Forte de 3 667 000 habitants, la capitale de l’Ontario est la plus peuplée des agglomérations du Canada; elle est incontestablement la métropole de tout le pays. Regroupant à elle seule plus de 13 p. 100 des Canadiens, première place économique et financière du pays, Toronto conforte chaque année davantage son rôle de leader, acquis durant la décennie 1970-1980 aux dépens de Montréal. Très «british» jusqu’à la fin des années 1960, l’agglomération a cédé à un cosmopolitisme en rapport avec la diversification des provenances de la population immigrée. Par l’architecture révolutionnaire et son urbanisme futuriste faisant voisiner la tour élancée du Canadien National (C.N.) et le skydome au toit ouvrant, Toronto se veut un modèle de développement en misant également sur sa réputation de ville nord-américaine où l’on circule le plus aisément et où l’insécurité n’existe pas.

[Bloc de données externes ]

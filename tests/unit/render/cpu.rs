use std::sync::Arc;

use super::*;
use crate::{
    assets::decode::{LoadedAsset, decode_asset},
    compile::plan::{ImageRole, PlacedLine, TextRole},
    config::branding::GradientPosition,
    effects::gradient::gradient_bands,
    foundation::core::Canvas,
};

#[derive(Debug, PartialEq)]
enum Call {
    Fill(Rgb8),
    Image { w: u32, h: u32, target: LayoutBox },
    Band(f64, f64),
    Rect(LayoutBox),
    Text(String),
}

#[derive(Default)]
struct MockBackend {
    calls: Vec<Call>,
}

impl PaintBackend for MockBackend {
    fn fill(&mut self, color: Rgb8) -> PostcompResult<()> {
        self.calls.push(Call::Fill(color));
        Ok(())
    }

    fn draw_image(&mut self, image: &PreparedImage, target: LayoutBox) -> PostcompResult<()> {
        self.calls.push(Call::Image {
            w: image.width,
            h: image.height,
            target,
        });
        Ok(())
    }

    fn draw_gradient_band(&mut self, band: &GradientBand) -> PostcompResult<()> {
        self.calls.push(Call::Band(band.y0, band.y1));
        Ok(())
    }

    fn fill_rect(&mut self, target: LayoutBox, _color: Rgb8) -> PostcompResult<()> {
        self.calls.push(Call::Rect(target));
        Ok(())
    }

    fn draw_text(&mut self, text: &TextOp) -> PostcompResult<()> {
        self.calls.push(Call::Text(text.lines[0].text.clone()));
        Ok(())
    }
}

fn solid_raster(w: u32, h: u32, px: [u8; 4]) -> LoadedAsset {
    LoadedAsset::Raster(PreparedImage {
        width: w,
        height: h,
        rgba8_premul: Arc::new(px.repeat((w * h) as usize)),
    })
}

fn text_op(text: &str, x: f64, baseline_y: f64) -> TextOp {
    TextOp {
        role: TextRole::Slogan,
        size_px: 48.0,
        color: Rgb8::WHITE,
        lines: vec![PlacedLine {
            text: text.to_owned(),
            x,
            baseline_y,
        }],
    }
}

#[test]
fn execute_plan_dispatches_in_order() {
    let svg = br#"<svg xmlns="http://www.w3.org/2000/svg" width="10" height="5"/>"#;
    let assets = PostAssets {
        background: Some(solid_raster(3, 3, [0, 0, 0, 255])),
        logo: Some(decode_asset(svg).unwrap()),
    };
    let logo_box = LayoutBox::new(10.0, 10.0, 40.0, 20.0);
    let plan = RenderPlan {
        canvas: Canvas::new(100, 100),
        ops: vec![
            DrawOp::Image {
                role: ImageRole::Background,
                target: LayoutBox::new(0.0, 0.0, 100.0, 100.0),
                fallback: Some(Rgb8::BLACK),
            },
            DrawOp::GradientBand {
                band: gradient_bands(
                    Canvas::new(100, 100),
                    Rgb8::BLACK,
                    20.0,
                    GradientPosition::Top,
                )[0],
            },
            DrawOp::Image {
                role: ImageRole::Logo,
                target: logo_box,
                fallback: None,
            },
            DrawOp::Rect {
                target: logo_box,
                color: Rgb8::WHITE,
            },
            DrawOp::Text(text_op("hi", 0.0, 50.0)),
        ],
    };

    let mut backend = MockBackend::default();
    execute_plan(&plan, &assets, &mut backend).unwrap();
    assert_eq!(
        backend.calls,
        vec![
            Call::Image {
                w: 3,
                h: 3,
                target: LayoutBox::new(0.0, 0.0, 100.0, 100.0)
            },
            Call::Band(0.0, 20.0),
            // SVG logos arrive pre-rasterized at box size.
            Call::Image {
                w: 40,
                h: 20,
                target: logo_box
            },
            Call::Rect(logo_box),
            Call::Text("hi".to_owned()),
        ]
    );
}

#[test]
fn execute_plan_fails_on_missing_asset() {
    let plan = RenderPlan {
        canvas: Canvas::new(10, 10),
        ops: vec![DrawOp::Image {
            role: ImageRole::Logo,
            target: LayoutBox::new(0.0, 0.0, 5.0, 5.0),
            fallback: None,
        }],
    };
    let mut backend = MockBackend::default();
    let err = execute_plan(&plan, &PostAssets::default(), &mut backend).unwrap_err();
    assert!(matches!(err, PostcompError::Render(_)));
}

#[test]
fn unpaintable_images_fall_back_instead_of_failing() {
    // Too wide for a u16 pixmap: decoding would have rejected it, painting must too.
    let wide = solid_raster(70_000, 1, [255, 255, 255, 255]);
    let assets = PostAssets {
        background: Some(wide.clone()),
        logo: Some(wide),
    };
    let plan = RenderPlan {
        canvas: Canvas::new(20, 20),
        ops: vec![
            DrawOp::Image {
                role: ImageRole::Background,
                target: LayoutBox::new(0.0, 0.0, 20.0, 20.0),
                fallback: Some(Rgb8::new(0, 120, 0)),
            },
            DrawOp::Image {
                role: ImageRole::Logo,
                target: LayoutBox::new(5.0, 5.0, 10.0, 10.0),
                fallback: None,
            },
        ],
    };
    let frame = render_plan_cpu(&plan, &assets, None).unwrap();
    assert_eq!(frame.pixel(0, 0), Some([0, 120, 0, 255]));
    assert_eq!(frame.pixel(10, 10), Some([0, 120, 0, 255]));
}

#[test]
fn oversized_svg_logo_box_still_paints() {
    let svg = br##"<svg xmlns="http://www.w3.org/2000/svg" width="100000" height="10">
<rect width="100000" height="10" fill="#ff0000"/></svg>"##;
    let assets = PostAssets {
        background: None,
        logo: Some(decode_asset(svg).unwrap()),
    };
    let plan = RenderPlan {
        canvas: Canvas::new(100, 100),
        ops: vec![
            DrawOp::Fill { color: Rgb8::BLACK },
            DrawOp::Image {
                role: ImageRole::Logo,
                target: LayoutBox::new(0.0, 40.0, 1_404_000.0, 140.4),
                fallback: None,
            },
        ],
    };
    let frame = render_plan_cpu(&plan, &assets, None).unwrap();
    assert_eq!(frame.pixel(50, 10), Some([0, 0, 0, 255]));
    assert!(near(frame.pixel(50, 70).unwrap(), [255, 0, 0, 255], 2));
}

fn near(a: [u8; 4], b: [u8; 4], tol: u8) -> bool {
    a.iter().zip(b).all(|(x, y)| x.abs_diff(y) <= tol)
}

#[test]
fn cpu_fill_and_rect() {
    let plan = RenderPlan {
        canvas: Canvas::new(64, 32),
        ops: vec![
            DrawOp::Fill {
                color: Rgb8::new(10, 20, 30),
            },
            DrawOp::Rect {
                target: LayoutBox::new(8.0, 8.0, 16.0, 8.0),
                color: Rgb8::new(200, 100, 0),
            },
        ],
    };
    let frame = render_plan_cpu(&plan, &PostAssets::default(), None).unwrap();
    assert_eq!(frame.pixel(0, 0), Some([10, 20, 30, 255]));
    assert_eq!(frame.pixel(63, 31), Some([10, 20, 30, 255]));
    assert_eq!(frame.pixel(12, 10), Some([200, 100, 0, 255]));
    assert_eq!(frame.pixel(30, 10), Some([10, 20, 30, 255]));
}

#[test]
fn cpu_gradient_fades_towards_the_middle() {
    let canvas = Canvas::new(40, 200);
    let mut ops = vec![DrawOp::Fill { color: Rgb8::BLACK }];
    for band in gradient_bands(canvas, Rgb8::new(0, 0, 255), 25.0, GradientPosition::Both) {
        ops.push(DrawOp::GradientBand { band });
    }
    let frame = render_plan_cpu(&RenderPlan { canvas, ops }, &PostAssets::default(), None).unwrap();

    let blue = |y: u32| frame.pixel(20, y).unwrap()[2];
    assert!(near(frame.pixel(20, 0).unwrap(), [0, 0, 217, 255], 2));
    assert!(blue(0) > blue(20));
    assert!(blue(20) > blue(40));
    assert_eq!(frame.pixel(20, 100), Some([0, 0, 0, 255]));
    assert!(blue(199) > blue(170));
    assert!(near(frame.pixel(20, 199).unwrap(), [0, 0, 217, 255], 2));
}

#[test]
fn cpu_image_is_stretched_into_its_box() {
    let assets = PostAssets {
        background: None,
        logo: Some(solid_raster(2, 1, [255, 0, 0, 255])),
    };
    let plan = RenderPlan {
        canvas: Canvas::new(100, 100),
        ops: vec![
            DrawOp::Fill { color: Rgb8::BLACK },
            DrawOp::Image {
                role: ImageRole::Logo,
                target: LayoutBox::new(20.0, 40.0, 60.0, 30.0),
                fallback: None,
            },
        ],
    };
    let frame = render_plan_cpu(&plan, &assets, None).unwrap();
    assert!(near(frame.pixel(50, 55).unwrap(), [255, 0, 0, 255], 2));
    assert_eq!(frame.pixel(10, 10), Some([0, 0, 0, 255]));
    assert_eq!(frame.pixel(50, 90), Some([0, 0, 0, 255]));
}

#[test]
fn cpu_text_requires_a_shaper() {
    let plan = RenderPlan {
        canvas: Canvas::new(10, 10),
        ops: vec![DrawOp::Text(text_op("x", 0.0, 5.0))],
    };
    assert!(render_plan_cpu(&plan, &PostAssets::default(), None).is_err());
}

#[test]
fn cpu_text_paints_glyphs_near_the_baseline() {
    let font = std::fs::read("tests/data/fonts/DejaVuSans-Bold.ttf").unwrap();
    let shaper = TextShaper::new(Arc::new(font)).unwrap();
    let plan = RenderPlan {
        canvas: Canvas::new(300, 100),
        ops: vec![
            DrawOp::Fill { color: Rgb8::BLACK },
            DrawOp::Text(text_op("Hello", 20.0, 70.0)),
        ],
    };
    let frame = render_plan_cpu(&plan, &PostAssets::default(), Some(shaper)).unwrap();

    let lit = |y0: u32, y1: u32| {
        (y0..y1)
            .flat_map(|y| (0..300).map(move |x| (x, y)))
            .filter(|&(x, y)| frame.pixel(x, y).unwrap()[0] > 128)
            .count()
    };
    assert!(lit(30, 71) > 100, "glyph ink above the baseline");
    assert_eq!(lit(0, 15), 0, "nothing far above a 48px cap height");
    assert_eq!(lit(85, 100), 0, "nothing far below the baseline");
}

La ville, en réalité, n’est que le cœur d’une agglomération linéaire qui s’étend sur près de 80 kilomètres le long du lac Ontario, englobant depuis peu le Golden Horseshoe. La fondation remonte à 1793, c’est-à-dire un siècle et demi après Montréal, à la faveur de l’utilisation d’un site protégé pouvant constituer un port. Sous le nom de York jusqu’en 1834, Toronto ne colonise dans un premier temps que le rivage situé à l’ouest de la Don River. Pendant de longues décennies, ses fonctions ne furent qu’administratives. La seconde moitié du XIXe siècle apporte une impulsion nouvelle grâce à l’arrivée du chemin de fer: la voie ferrée établit ici non seulement des relations entre l’Ouest et l’Est, mais encore sert d’axe de transit avec les États-Unis. En revanche, le port n’a jamais connu un rôle vraiment significatif, et son modeste trafic de 1 627 500 tonnes en 1988 lui fait occuper le vingt-neuvième rang à l’échelle du pays. Il faut attendre les décennies qui suivront la fin du second conflit mondial pour voir la métropole torontoise enfin «décoller», affirmer sa puissance au point de devenir le pivot de toute l’économie canadienne. Le somptueux Quartier Central des Affaires, bâti autour de Yonge Street, est à l’unisson de la richesse globale de l’agglomération: les édifices, tel celui du Toronto-Dominion Bank, ou les centres commerciaux couverts (Eaton’s Center) n’ont rien à envier à ceux de Manhattan ou de San Francisco, tandis que la vertigineuse tour du C.N. toise la ville du haut de ses 410 mètres, telle une tour de contrôle au-dessus d’un aéroport. Centre financier et décisionnel du Canada, Toronto est aussi une métropole universitaire et culturelle. Le campus d’York peut sans crainte rivaliser avec Berkeley.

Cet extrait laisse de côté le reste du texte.